“Max Cleland Alive Day” set for April 19 at UGA

Athens, Ga. – “Coming Home Then & Now” is the theme of the April 19 Max Cleland Alive Day, the first in a planned annual program series focused on exploring perspectives and issues related to the U.S. veteran, subjects of primary and passionate concern to Cleland, a Vietnam veteran and longtime Georgia public servant.

Sponsored by the University of Georgia’s Richard B. Russell Library for Political Research and Studies, which houses Cleland’s political papers and memorabilia, Max Cleland Alive Day commemorates the day in April 1968 when a grenade exploded, causing the loss of both legs and his right arm.

The program will begin at 4 p.m. in Master’s Hall of the Georgia Center with the presentation of the Alive Day Award, which honors Cleland’s strength and courage in overcoming these life-altering injuries by recognizing similar experiences of servicemen and women and those who have worked to support them. After the award presentation there will be a screening of the acclaimed documentary, “Strong at the Broken Places,” followed by a discussion and a reception.

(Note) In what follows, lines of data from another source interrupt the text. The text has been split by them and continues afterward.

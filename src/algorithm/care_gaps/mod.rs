//! Care gap identification and prioritization
//!
//! This module runs the preventive care rules over every patient in a
//! [`CareDataset`], scores the unmet rules and collects one [`GapFinding`]
//! per patient with at least one gap.

pub mod aggregate;
pub mod priority;
pub mod rules;

use crate::collections::CareDataset;
use crate::models::{GapFinding, Patient};
use chrono::NaiveDate;
use log::info;
use priority::ScoringPolicy;
use rayon::prelude::*;
use std::fmt;

pub use aggregate::{GapCounts, GapSummary, PriorityCounts, aggregate};
pub use priority::prioritize;
pub use rules::evaluate_patient;

/// Configuration for care gap analysis
#[derive(Debug, Clone, Copy, PartialEq, Eq)]
pub struct GapAnalysisConfig {
    /// The date the analysis is run "as of"
    pub reference_date: NaiveDate,
    /// How the age bonus contributes to the priority score
    pub scoring_policy: ScoringPolicy,
}

impl GapAnalysisConfig {
    #[must_use]
    pub fn new(reference_date: NaiveDate) -> Self {
        Self {
            reference_date,
            scoring_policy: ScoringPolicy::default(),
        }
    }

    #[must_use]
    pub const fn with_scoring_policy(mut self, scoring_policy: ScoringPolicy) -> Self {
        self.scoring_policy = scoring_policy;
        self
    }
}

impl fmt::Display for GapAnalysisConfig {
    fn fmt(&self, f: &mut fmt::Formatter<'_>) -> fmt::Result {
        write!(
            f,
            "reference date {}, {}",
            self.reference_date, self.scoring_policy
        )
    }
}

/// Evaluate and score a single patient
///
/// Returns `None` when the patient has no gaps.
#[must_use]
pub fn assess_patient(
    patient: &Patient,
    dataset: &CareDataset,
    config: &GapAnalysisConfig,
) -> Option<GapFinding> {
    let gaps = evaluate_patient(
        patient,
        dataset.screening_for(&patient.patient_id),
        dataset.visit_dates_for(&patient.patient_id),
        config.reference_date,
    );

    if gaps.is_empty() {
        return None;
    }

    let (score, tier) = prioritize(&gaps, patient.age, config.scoring_policy);
    Some(GapFinding::new(patient, gaps, score, tier))
}

/// Identify care gaps for every patient, in roster order
#[must_use]
pub fn identify_care_gaps(dataset: &CareDataset, config: &GapAnalysisConfig) -> Vec<GapFinding> {
    let findings: Vec<GapFinding> = dataset
        .patients()
        .iter()
        .filter_map(|patient| assess_patient(patient, dataset, config))
        .collect();

    info!(
        "Found {} of {} patients with care gaps ({config})",
        findings.len(),
        dataset.patient_count()
    );
    findings
}

/// Parallel variant of [`identify_care_gaps`]
///
/// Patients are evaluated on the rayon pool; the result keeps roster order and
/// is identical to the sequential one.
#[must_use]
pub fn identify_care_gaps_parallel(
    dataset: &CareDataset,
    config: &GapAnalysisConfig,
) -> Vec<GapFinding> {
    let findings: Vec<GapFinding> = dataset
        .patients()
        .par_iter()
        .filter_map(|patient| assess_patient(patient, dataset, config))
        .collect();

    info!(
        "Found {} of {} patients with care gaps using {} threads ({config})",
        findings.len(),
        dataset.patient_count(),
        rayon::current_num_threads()
    );
    findings
}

Following Cleland’s release from the Army, he returned to Georgia and became the youngest person elected to the Georgia Senate. In 1977, President Jimmy Carter appointed him as U. S. Administrator of the Department of Veterans’ Affairs, a position he held until 1981. Elected Georgia’s Secretary of State, he served until 1996 when he was elected to the U.S. Senate. Cleland has received numerous awards for his public service and served on the commission to investigate the Sept. 11, 2001, terrorist attacks. In addition to an autobiography, also called Strong at the Broken Places (1980), Cleland is the author of Going for the Max!: Twelve Principles for Living Life to the Fullest (1999).

James M. Mayer of the Department of Veterans Affairs will receive the first Alive Day Award. The annual award recognizes “personal victory that inspires others.” While serving as an infantryman in Vietnam, Mayer was wounded by a land mine explosion that left him a bilateral amputee. He has received numerous awards for his service to veterans. Mayer served as Cleland’s executive assistant when Cleland headed the VA and is credited with the idea of holding an “Alive Day.” Currently Mayer is the outreach coordinator for the VA’s Seamless Transition Office, assisting servicemen and women returning with service-related conditions.

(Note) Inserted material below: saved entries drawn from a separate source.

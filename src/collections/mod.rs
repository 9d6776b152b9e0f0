//! Keyed collections over the loaded clinic extracts
//!
//! The care gap engine visits every patient once; the screening and visit
//! tables are indexed by patient identifier for constant-time lookup.

pub mod dataset;

pub use dataset::CareDataset;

“Strong at the Broken Places” compares the Vietnam and Iraq wars by pairing Cleland’s own story with those of grieving families and wounded survivors of the Iraq war whom Cleland interviews. This film focuses on the experiences and reflections of soldiers who have served in the Iraq war as well as those of their families. Cleland, who has made the cause of veterans his mission, introduces each story. The film is both informative and emotional, engaging both the hearts and minds of audiences and raising interest and awareness of what Cleland calls the “ground truth” of war itself.

“Whether we agree about a war, we as a nation must honor the warriors, both living and dead,” Cleland has said.

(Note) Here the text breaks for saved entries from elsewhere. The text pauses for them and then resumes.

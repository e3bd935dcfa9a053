//! Unit tests for the Trampoline<A> type as the engine drives it.
//!
//! Tests cover:
//! - Basic construction (done, suspend)
//! - Outcome chains that stop at the first failure
//! - Stack safety for long bounce chains

use std::cell::Cell;
use std::rc::Rc;

use kiter::control::Trampoline;
use kiter::error::{EngineError, Outcome};
use kiter::governor::Bounce;
use rstest::rstest;

/// A chain of `remaining` bounces that settles with `Ok(())`, or with
/// `Err(Abandoned)` when it reaches `fail_at`.
fn chain(remaining: u64, fail_at: Option<u64>) -> Bounce {
    if fail_at == Some(remaining) {
        Trampoline::done(Err(EngineError::Abandoned))
    } else if remaining == 0 {
        Trampoline::done(Ok(()))
    } else {
        Trampoline::suspend(move || chain(remaining - 1, fail_at))
    }
}

// =============================================================================
// Basic Construction
// =============================================================================

#[rstest]
fn done_bounce_is_settled() {
    let bounce: Bounce = Trampoline::done(Ok(()));
    assert!(bounce.is_done());
    assert_eq!(bounce.run(), Ok(()));
}

#[rstest]
fn suspended_bounce_runs_on_demand() {
    let ran = Rc::new(Cell::new(false));
    let flag = Rc::clone(&ran);
    let bounce: Bounce = Trampoline::suspend(move || {
        flag.set(true);
        Trampoline::done(Ok(()))
    });

    assert!(!bounce.is_done());
    assert!(!ran.get());
    assert_eq!(bounce.run(), Ok(()));
    assert!(ran.get());
}

#[rstest]
fn debug_hides_thunk() {
    let bounce: Bounce = Trampoline::suspend(|| Trampoline::done(Ok(())));
    assert_eq!(format!("{bounce:?}"), "Suspend(\"<thunk>\")");
}

// =============================================================================
// Outcome Chains
// =============================================================================

#[rstest]
#[case(5, None, Ok(()))]
#[case(5, Some(5), Err(EngineError::Abandoned))]
#[case(5, Some(2), Err(EngineError::Abandoned))]
#[case(0, Some(0), Err(EngineError::Abandoned))]
fn chain_settles_with_first_done(
    #[case] length: u64,
    #[case] fail_at: Option<u64>,
    #[case] expected: Outcome,
) {
    assert_eq!(chain(length, fail_at).run(), expected);
}

#[rstest]
fn failure_stops_later_steps() {
    let steps = Rc::new(Cell::new(0_u32));

    fn counted(steps: Rc<Cell<u32>>, remaining: u32) -> Bounce {
        steps.set(steps.get() + 1);
        if remaining == 3 {
            Trampoline::done(Err(EngineError::Abandoned))
        } else {
            Trampoline::suspend(move || counted(steps, remaining - 1))
        }
    }

    assert_eq!(counted(Rc::clone(&steps), 10).run(), Err(EngineError::Abandoned));
    assert_eq!(steps.get(), 8);
}

// =============================================================================
// Stack Safety
// =============================================================================

#[rstest]
fn long_chain_does_not_overflow() {
    assert_eq!(chain(1_000_000, None).run(), Ok(()));
}

#[rstest]
fn late_failure_in_long_chain_is_reported() {
    assert_eq!(chain(1_000_000, Some(1)).run(), Err(EngineError::Abandoned));
}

According to Sheryl Vogt, director of the Russell Library, “Cleland’s sentiment ties in to the late senator’s philosophy of, ‘If the flag is there, we are there.’ Richard B. Russell served on the Senate Armed Services Committee for 23 years and chaired it for 16. It was his job to oversee the well-being of our armed forces and that duty he took very seriously. While Russell opposed the Vietnam War, he was a strong supporter of our troops and had a deep personal concern for military personnel in the field. Cleland also served on the Senate Armed Services Committee.”

Cleland donated his career papers to the Russell Library when he left the U.S. Senate in 2002. Around 700 boxes of papers and historical materials document his work in the Georgia Senate, as head of Veterans Affairs for the nation, as Georgia Secretary of State, and as U.S. Senator. While the collection is not yet open for study, Vogt said, “We anticipate it will be a strong research collection, especially in the areas of state politics and policy, national defense and veterans’ affairs. Senator Cleland has a love of history and politics and has saved all his personal files. The collection is an excellent complement to the holdings of the Russell Library.”

The Richard B. Russell Library for Political Research and Studies serves as a center for research and study of the modern American political system with particular emphasis on the role of the U.S. Congress and on the dynamic relationships of local, state, national and international politics. The mission of the Russell Library is to collect, preserve and make available archival and manuscript materials of individuals and organizations that fully document Georgia’s modern (1900-present) political history, policy and culture. A part of this mission is to document the life and career of Sen. Richard B. Russell, the library’s namesake. The Russell Library is also dedicated to developing and presenting public programming and educational materials that facilitate and encourage research, raise public awareness of the Library and its collections and services, and provide learning opportunities for the communities it serves.